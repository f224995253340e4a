use std::fmt;

use sqlx::FromRow;

#[derive(Debug, Clone, Copy, PartialEq, Eq, sqlx::Type)]
#[sqlx(rename_all = "snake_case")]
pub enum RoomType {
    Single,
    Double,
    Dorm,
    Suite,
}

impl RoomType {
    /// Parses the lowercase wire form (`single`, `double`, `dorm`, `suite`).
    pub fn parse(value: &str) -> Option<Self> {
        match value {
            "single" => Some(Self::Single),
            "double" => Some(Self::Double),
            "dorm" => Some(Self::Dorm),
            "suite" => Some(Self::Suite),
            _ => None,
        }
    }

    pub fn as_str(self) -> &'static str {
        match self {
            Self::Single => "single",
            Self::Double => "double",
            Self::Dorm => "dorm",
            Self::Suite => "suite",
        }
    }

    pub fn label(self) -> &'static str {
        match self {
            Self::Single => "Single Room",
            Self::Double => "Double Room",
            Self::Dorm => "Dorm Bed",
            Self::Suite => "Suite",
        }
    }
}

impl fmt::Display for RoomType {
    fn fmt(&self, f: &mut fmt::Formatter<'_>) -> fmt::Result {
        f.write_str(self.as_str())
    }
}

/// `Maintenance` is never assigned by any operation; it exists so rooms can
/// be taken off the market by hand without inventing a new state.
#[derive(Debug, Clone, Copy, PartialEq, Eq, sqlx::Type)]
#[sqlx(rename_all = "snake_case")]
pub enum RoomStatus {
    Available,
    Occupied,
    Maintenance,
}

impl RoomStatus {
    pub fn as_str(self) -> &'static str {
        match self {
            Self::Available => "available",
            Self::Occupied => "occupied",
            Self::Maintenance => "maintenance",
        }
    }
}

impl fmt::Display for RoomStatus {
    fn fmt(&self, f: &mut fmt::Formatter<'_>) -> fmt::Result {
        f.write_str(self.as_str())
    }
}

#[derive(Debug, Clone, FromRow)]
pub struct Room {
    pub id: i64,
    pub room_number: String,
    pub floor: i64,
    pub room_type: RoomType,
    pub capacity: i64,
    pub price_per_night: f64,
    pub status: RoomStatus,
    pub created_at: chrono::NaiveDateTime,
    pub updated_at: chrono::NaiveDateTime,
}
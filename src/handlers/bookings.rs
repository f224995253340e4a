use actix_session::Session;
use actix_web::{web, HttpResponse};
use sqlx::SqlitePool;

use crate::handlers::{redirect, set_flash, Notice};
use crate::models::booking::BookingRequest;
use crate::services::ledger;

/// POST /book. Every outcome, success or failure, lands back on the
/// dashboard with a notice; the ledger decides which.
pub async fn create(
    pool: web::Data<SqlitePool>,
    session: Session,
    form: web::Form<BookingRequest>,
) -> HttpResponse {
    let request = form.into_inner();
    match ledger::create_booking(pool.get_ref(), &request).await {
        Ok(confirmation) => set_flash(&session, Notice::success(confirmation.message())),
        Err(err) => set_flash(&session, Notice::error(err.to_string())),
    }
    redirect("/")
}

/// POST /checkout/{booking_id}.
pub async fn checkout(
    pool: web::Data<SqlitePool>,
    session: Session,
    path: web::Path<i64>,
) -> HttpResponse {
    let booking_id = path.into_inner();
    match ledger::checkout(pool.get_ref(), booking_id).await {
        Ok(receipt) => set_flash(&session, Notice::success(receipt.message())),
        Err(err) => set_flash(&session, Notice::error(err.to_string())),
    }
    redirect("/")
}
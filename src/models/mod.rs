pub mod account;
pub mod booking;
pub mod guest;
pub mod room;
//! Seeds the six sample rooms. Safe to run repeatedly: room numbers that
//! already exist are left untouched.

use dotenv::dotenv;
use env_logger::Env;

use hostel_admin::config::Config;
use hostel_admin::db;
use hostel_admin::models::room::RoomType;

struct SampleRoom {
    number: &'static str,
    room_type: RoomType,
    capacity: i64,
    price_per_night: f64,
}

const SAMPLE_ROOMS: &[SampleRoom] = &[
    SampleRoom { number: "101", room_type: RoomType::Single, capacity: 1, price_per_night: 45.0 },
    SampleRoom { number: "102", room_type: RoomType::Double, capacity: 2, price_per_night: 65.0 },
    SampleRoom { number: "103", room_type: RoomType::Dorm, capacity: 4, price_per_night: 25.0 },
    SampleRoom { number: "104", room_type: RoomType::Suite, capacity: 3, price_per_night: 95.0 },
    SampleRoom { number: "201", room_type: RoomType::Double, capacity: 2, price_per_night: 65.0 },
    SampleRoom { number: "202", room_type: RoomType::Single, capacity: 1, price_per_night: 45.0 },
];

#[tokio::main]
async fn main() {
    dotenv().ok();
    env_logger::init_from_env(Env::default().default_filter_or("info"));

    let config = match Config::from_env() {
        Ok(config) => config,
        Err(err) => {
            log::error!("fatal: {}", err);
            std::process::exit(1);
        }
    };

    let pool = db::connect(&config.database_url)
        .await
        .expect("Failed to create pool");
    db::MIGRATOR
        .run(&pool)
        .await
        .expect("Failed to run migrations");

    for room in SAMPLE_ROOMS {
        // Floor is the leading digit of the room number.
        let floor = room
            .number
            .chars()
            .next()
            .and_then(|c| c.to_digit(10))
            .unwrap_or(1) as i64;

        let result = sqlx::query(
            "INSERT OR IGNORE INTO rooms (room_number, floor, room_type, capacity, price_per_night)
             VALUES (?, ?, ?, ?, ?)",
        )
        .bind(room.number)
        .bind(floor)
        .bind(room.room_type)
        .bind(room.capacity)
        .bind(room.price_per_night)
        .execute(&pool)
        .await
        .expect("Failed to insert room");

        if result.rows_affected() == 1 {
            log::info!("Created room {} ({})", room.number, room.room_type);
        } else {
            log::info!("Room {} already exists", room.number);
        }
    }

    log::info!("All rooms added");
}
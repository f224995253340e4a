//! Hostel booking administration: room inventory, guest registry and the
//! booking ledger behind a small server-rendered UI.

pub mod config;
pub mod db;
pub mod error;
pub mod handlers;
pub mod models;
pub mod services;
//! Guest registry, keyed by email address.

use sqlx::SqliteConnection;

use crate::models::guest::Guest;

/// Looks a guest up by email, creating one on first contact. A returning
/// email wins over the submitted name and phone: the stored profile is kept
/// as-is, typos included.
pub async fn get_or_create(
    conn: &mut SqliteConnection,
    email: &str,
    name: &str,
    phone: &str,
) -> Result<Guest, sqlx::Error> {
    if let Some(guest) = sqlx::query_as::<_, Guest>("SELECT * FROM guests WHERE email = ?")
        .bind(email)
        .fetch_optional(&mut *conn)
        .await?
    {
        return Ok(guest);
    }

    sqlx::query_as::<_, Guest>(
        "INSERT INTO guests (name, email, phone) VALUES (?, ?, ?) RETURNING *",
    )
    .bind(name)
    .bind(email)
    .bind(phone)
    .fetch_one(conn)
    .await
}

pub async fn list_guests(conn: &mut SqliteConnection) -> Result<Vec<Guest>, sqlx::Error> {
    sqlx::query_as::<_, Guest>("SELECT * FROM guests ORDER BY id")
        .fetch_all(conn)
        .await
}
use std::path::Path;

use anyhow::{Context, Result};
use chrono::{NaiveDate, Utc};
use rusqlite::{Connection, params};
use serde::{Deserialize, Serialize};

/// Outcome of a match (or of one half), seen from the home side.
#[derive(Debug, Clone, Copy, PartialEq, Eq, Serialize, Deserialize)]
pub enum MatchOutcome {
    HomeWin,
    Draw,
    AwayWin,
}

impl MatchOutcome {
    pub fn from_code(code: &str) -> Option<Self> {
        match code.trim() {
            "H" => Some(Self::HomeWin),
            "D" => Some(Self::Draw),
            "A" => Some(Self::AwayWin),
            _ => None,
        }
    }

    pub fn code(self) -> &'static str {
        match self {
            Self::HomeWin => "H",
            Self::Draw => "D",
            Self::AwayWin => "A",
        }
    }

    pub fn from_goals(home: i64, away: i64) -> Self {
        if home > away {
            Self::HomeWin
        } else if home < away {
            Self::AwayWin
        } else {
            Self::Draw
        }
    }
}

/// Which portion of the match goal counts are read from.
#[derive(Debug, Clone, Copy, PartialEq, Eq, Serialize, Deserialize)]
pub enum Phase {
    FullTime,
    FirstHalf,
    SecondHalf,
}

/// One played match as handed to the computation layer. Goal fields are
/// `None` where the source data could not be parsed; such rows are
/// skipped by any aggregation that needs them.
#[derive(Debug, Clone, PartialEq, Serialize, Deserialize)]
pub struct MatchRecord {
    pub division: String,
    pub season: String,
    pub date: Option<NaiveDate>,
    pub home_team: String,
    pub away_team: String,
    pub ft_home_goals: Option<i64>,
    pub ft_away_goals: Option<i64>,
    pub ft_result: Option<MatchOutcome>,
    pub ht_home_goals: Option<i64>,
    pub ht_away_goals: Option<i64>,
    pub ht_result: Option<MatchOutcome>,
}

impl MatchRecord {
    /// Home/away goals for the requested phase. Second-half figures are
    /// derived by subtraction and need both full-time and half-time goals.
    pub fn phase_goals(&self, phase: Phase) -> Option<(i64, i64)> {
        match phase {
            Phase::FullTime => Some((self.ft_home_goals?, self.ft_away_goals?)),
            Phase::FirstHalf => Some((self.ht_home_goals?, self.ht_away_goals?)),
            Phase::SecondHalf => {
                let home = self.ft_home_goals? - self.ht_home_goals?;
                let away = self.ft_away_goals? - self.ht_away_goals?;
                Some((home, away))
            }
        }
    }

    /// Outcome for the phase. Full-time and first-half trust the stored
    /// result when one exists; the second half is always derived from the
    /// goal difference since no stored field covers it.
    pub fn phase_outcome(&self, phase: Phase) -> Option<MatchOutcome> {
        let stored = match phase {
            Phase::FullTime => self.ft_result,
            Phase::FirstHalf => self.ht_result,
            Phase::SecondHalf => None,
        };
        stored.or_else(|| {
            self.phase_goals(phase)
                .map(|(home, away)| MatchOutcome::from_goals(home, away))
        })
    }
}

/// Dates arrive as text from the importer; the two formats below cover
/// the normalized exports plus raw day-first spreadsheet dates.
pub fn parse_match_date(raw: &str) -> Option<NaiveDate> {
    let s = raw.trim();
    if s.is_empty() {
        return None;
    }
    for fmt in ["%Y-%m-%d", "%d/%m/%Y", "%d/%m/%y"] {
        if let Ok(date) = NaiveDate::parse_from_str(s, fmt) {
            return Some(date);
        }
    }
    // Datetime strings keep the date in the first ten bytes.
    s.get(..10)
        .and_then(|head| NaiveDate::parse_from_str(head, "%Y-%m-%d").ok())
}

pub fn open_db(path: &Path) -> Result<Connection> {
    if let Some(parent) = path.parent() {
        std::fs::create_dir_all(parent).ok();
    }
    let conn =
        Connection::open(path).with_context(|| format!("open sqlite db {}", path.display()))?;
    init_schema(&conn)?;
    Ok(conn)
}

pub fn init_schema(conn: &Connection) -> Result<()> {
    conn.execute_batch(
        r#"
        PRAGMA journal_mode = WAL;
        CREATE TABLE IF NOT EXISTS matches (
            id INTEGER PRIMARY KEY AUTOINCREMENT,
            div TEXT NOT NULL,
            season TEXT NOT NULL,
            date TEXT NULL,
            home_team TEXT NOT NULL,
            away_team TEXT NOT NULL,
            ft_home_goals INTEGER NULL,
            ft_away_goals INTEGER NULL,
            ft_result TEXT NULL,
            ht_home_goals INTEGER NULL,
            ht_away_goals INTEGER NULL,
            ht_result TEXT NULL,
            updated_at TEXT NOT NULL,
            UNIQUE(home_team, away_team, date)
        );
        CREATE INDEX IF NOT EXISTS idx_matches_season ON matches(season);
        CREATE INDEX IF NOT EXISTS idx_matches_div ON matches(div);
        "#,
    )
    .context("create sqlite schema")?;
    Ok(())
}

pub fn upsert_matches(conn: &mut Connection, rows: &[MatchRecord]) -> Result<usize> {
    let tx = conn.transaction().context("begin upsert transaction")?;
    let mut written = 0usize;
    for row in rows {
        tx.execute(
            r#"
            INSERT INTO matches (
                div, season, date, home_team, away_team,
                ft_home_goals, ft_away_goals, ft_result,
                ht_home_goals, ht_away_goals, ht_result, updated_at
            ) VALUES (?1, ?2, ?3, ?4, ?5, ?6, ?7, ?8, ?9, ?10, ?11, ?12)
            ON CONFLICT(home_team, away_team, date) DO UPDATE SET
                div = excluded.div,
                season = excluded.season,
                ft_home_goals = excluded.ft_home_goals,
                ft_away_goals = excluded.ft_away_goals,
                ft_result = excluded.ft_result,
                ht_home_goals = excluded.ht_home_goals,
                ht_away_goals = excluded.ht_away_goals,
                ht_result = excluded.ht_result,
                updated_at = excluded.updated_at
            "#,
            params![
                row.division,
                row.season,
                row.date.map(|d| d.format("%Y-%m-%d").to_string()),
                row.home_team,
                row.away_team,
                row.ft_home_goals,
                row.ft_away_goals,
                row.ft_result.map(MatchOutcome::code),
                row.ht_home_goals,
                row.ht_away_goals,
                row.ht_result.map(MatchOutcome::code),
                Utc::now().to_rfc3339(),
            ],
        )
        .context("upsert match")?;
        written += 1;
    }
    tx.commit().context("commit upsert transaction")?;
    Ok(written)
}

/// Load matches for one season and/or division. This is the only filtering
/// the store performs; everything finer-grained happens in the computation
/// layer over the returned slice.
pub fn load_matches(
    conn: &Connection,
    season: Option<&str>,
    division: Option<&str>,
) -> Result<Vec<MatchRecord>> {
    let mut sql = String::from(
        r#"
        SELECT div, season, date, home_team, away_team,
               ft_home_goals, ft_away_goals, ft_result,
               ht_home_goals, ht_away_goals, ht_result
        FROM matches
        WHERE 1 = 1
        "#,
    );
    let mut args: Vec<String> = Vec::new();
    if let Some(season) = season {
        sql.push_str(&format!(" AND season = ?{}", args.len() + 1));
        args.push(season.to_string());
    }
    if let Some(division) = division {
        sql.push_str(&format!(" AND div = ?{}", args.len() + 1));
        args.push(division.to_string());
    }
    // ISO dates sort lexically, so text ordering is chronological here.
    sql.push_str(" ORDER BY date ASC, id ASC");

    let mut stmt = conn.prepare(&sql).context("prepare load matches query")?;
    let rows = stmt
        .query_map(rusqlite::params_from_iter(args.iter()), |row| {
            Ok(MatchRecord {
                division: row.get(0)?,
                season: row.get(1)?,
                date: row
                    .get::<_, Option<String>>(2)?
                    .as_deref()
                    .and_then(parse_match_date),
                home_team: row.get(3)?,
                away_team: row.get(4)?,
                ft_home_goals: row.get(5)?,
                ft_away_goals: row.get(6)?,
                ft_result: row
                    .get::<_, Option<String>>(7)?
                    .as_deref()
                    .and_then(MatchOutcome::from_code),
                ht_home_goals: row.get(8)?,
                ht_away_goals: row.get(9)?,
                ht_result: row
                    .get::<_, Option<String>>(10)?
                    .as_deref()
                    .and_then(MatchOutcome::from_code),
            })
        })
        .context("query load matches")?;

    let mut out = Vec::new();
    for row in rows {
        out.push(row.context("decode match row")?);
    }
    Ok(out)
}

pub fn available_seasons(conn: &Connection) -> Result<Vec<String>> {
    list_distinct(conn, "SELECT DISTINCT season FROM matches ORDER BY season ASC")
}

pub fn available_divisions(conn: &Connection) -> Result<Vec<String>> {
    list_distinct(conn, "SELECT DISTINCT div FROM matches ORDER BY div ASC")
}

fn list_distinct(conn: &Connection, sql: &str) -> Result<Vec<String>> {
    let mut stmt = conn.prepare(sql).context("prepare distinct query")?;
    let rows = stmt
        .query_map([], |row| row.get::<_, String>(0))
        .context("query distinct values")?;
    let mut out = Vec::new();
    for row in rows {
        out.push(row.context("decode distinct value")?);
    }
    Ok(out)
}

#[cfg(test)]
mod tests {
    use super::{MatchOutcome, parse_match_date};

    #[test]
    fn parse_match_date_accepts_common_formats() {
        let expected = chrono::NaiveDate::from_ymd_opt(2024, 3, 9);
        assert_eq!(parse_match_date("2024-03-09"), expected);
        assert_eq!(parse_match_date("09/03/2024"), expected);
        assert_eq!(parse_match_date("2024-03-09T15:00:00Z"), expected);
        assert_eq!(parse_match_date(""), None);
        assert_eq!(parse_match_date("not a date"), None);
    }

    #[test]
    fn outcome_codes_round_trip() {
        for code in ["H", "D", "A"] {
            let outcome = MatchOutcome::from_code(code).expect("known code");
            assert_eq!(outcome.code(), code);
        }
        assert_eq!(MatchOutcome::from_code("X"), None);
    }
}
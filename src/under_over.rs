use std::cmp::Ordering;
use std::collections::HashMap;

use rayon::prelude::*;
use serde::{Deserialize, Serialize};

use crate::match_dataset::{MatchRecord, Phase};
use crate::standings::{VenueFilter, pct, round2};

/// Which side a team's history leans toward for a given threshold.
#[derive(Debug, Clone, Copy, PartialEq, Eq, Serialize, Deserialize)]
pub enum Lean {
    Under,
    Over,
}

#[derive(Debug, Clone, PartialEq, Serialize, Deserialize)]
pub struct UnderOverRow {
    pub team: String,
    pub played: u32,
    pub under_count: u32,
    pub over_count: u32,
    pub under_pct: f64,
    pub over_pct: f64,
    pub goals_for: i64,
    pub goals_against: i64,
    pub goals_per_match: f64,
    /// `None` when the two percentages tie exactly.
    pub recommended: Option<Lean>,
}

#[derive(Debug, Default, Clone)]
struct UnderOverAcc {
    played: u32,
    under: u32,
    over: u32,
    goals_for: i64,
    goals_against: i64,
}

impl UnderOverAcc {
    fn absorb(&mut self, goals_for: i64, goals_against: i64, threshold: f64) {
        self.played += 1;
        self.goals_for += goals_for;
        self.goals_against += goals_against;
        // Strict less-than: real thresholds are half-integers, so the
        // boundary never lands on a total, but the rule is defined anyway.
        if ((goals_for + goals_against) as f64) < threshold {
            self.under += 1;
        } else {
            self.over += 1;
        }
    }
}

/// Per-team under/over counts for one threshold. Ordered by over
/// percentage descending only; callers wanting "best side first" re-sort
/// on `max(under_pct, over_pct)` themselves.
pub fn compute_under_over(
    matches: &[MatchRecord],
    threshold: f64,
    venue: VenueFilter,
    time: Phase,
) -> Vec<UnderOverRow> {
    let mut accs: HashMap<&str, UnderOverAcc> = HashMap::new();

    for m in matches {
        let Some((home_goals, away_goals)) = m.phase_goals(time) else {
            continue;
        };
        if venue != VenueFilter::AwayOnly {
            accs.entry(m.home_team.as_str())
                .or_default()
                .absorb(home_goals, away_goals, threshold);
        }
        if venue != VenueFilter::HomeOnly {
            accs.entry(m.away_team.as_str())
                .or_default()
                .absorb(away_goals, home_goals, threshold);
        }
    }

    let mut rows: Vec<UnderOverRow> = accs
        .into_iter()
        .map(|(team, acc)| {
            let under_pct = pct(acc.under, acc.played);
            let over_pct = pct(acc.over, acc.played);
            let recommended = match under_pct.partial_cmp(&over_pct) {
                Some(Ordering::Greater) => Some(Lean::Under),
                Some(Ordering::Less) => Some(Lean::Over),
                _ => None,
            };
            UnderOverRow {
                team: team.to_string(),
                played: acc.played,
                under_count: acc.under,
                over_count: acc.over,
                under_pct,
                over_pct,
                goals_for: acc.goals_for,
                goals_against: acc.goals_against,
                goals_per_match: round2(
                    (acc.goals_for + acc.goals_against) as f64 / acc.played as f64,
                ),
                recommended,
            }
        })
        .collect();

    rows.sort_by(|a, b| {
        b.over_pct
            .partial_cmp(&a.over_pct)
            .unwrap_or(Ordering::Equal)
            .then_with(|| a.team.cmp(&b.team))
    });
    rows
}

/// One table per threshold over the same immutable slice. Each threshold
/// is independent, so the fan-out is embarrassingly parallel.
pub fn under_over_sweep(
    matches: &[MatchRecord],
    thresholds: &[f64],
    venue: VenueFilter,
    time: Phase,
) -> Vec<(f64, Vec<UnderOverRow>)> {
    thresholds
        .par_iter()
        .map(|&threshold| (threshold, compute_under_over(matches, threshold, venue, time)))
        .collect()
}

/// The 0.5 ..= 8.5 half-goal lines the reports page offers.
pub fn standard_thresholds() -> Vec<f64> {
    (0..9).map(|n| n as f64 + 0.5).collect()
}

#[cfg(test)]
mod tests {
    use super::standard_thresholds;

    #[test]
    fn standard_thresholds_are_half_goal_lines() {
        let lines = standard_thresholds();
        assert_eq!(lines.len(), 9);
        assert_eq!(lines[0], 0.5);
        assert_eq!(lines[8], 8.5);
        assert!(lines.iter().all(|t| t.fract() == 0.5));
    }
}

##########

**Task directions**
Count the lines in the material containing the string "config", and state the number with nothing added.

**Response to the exercise**
5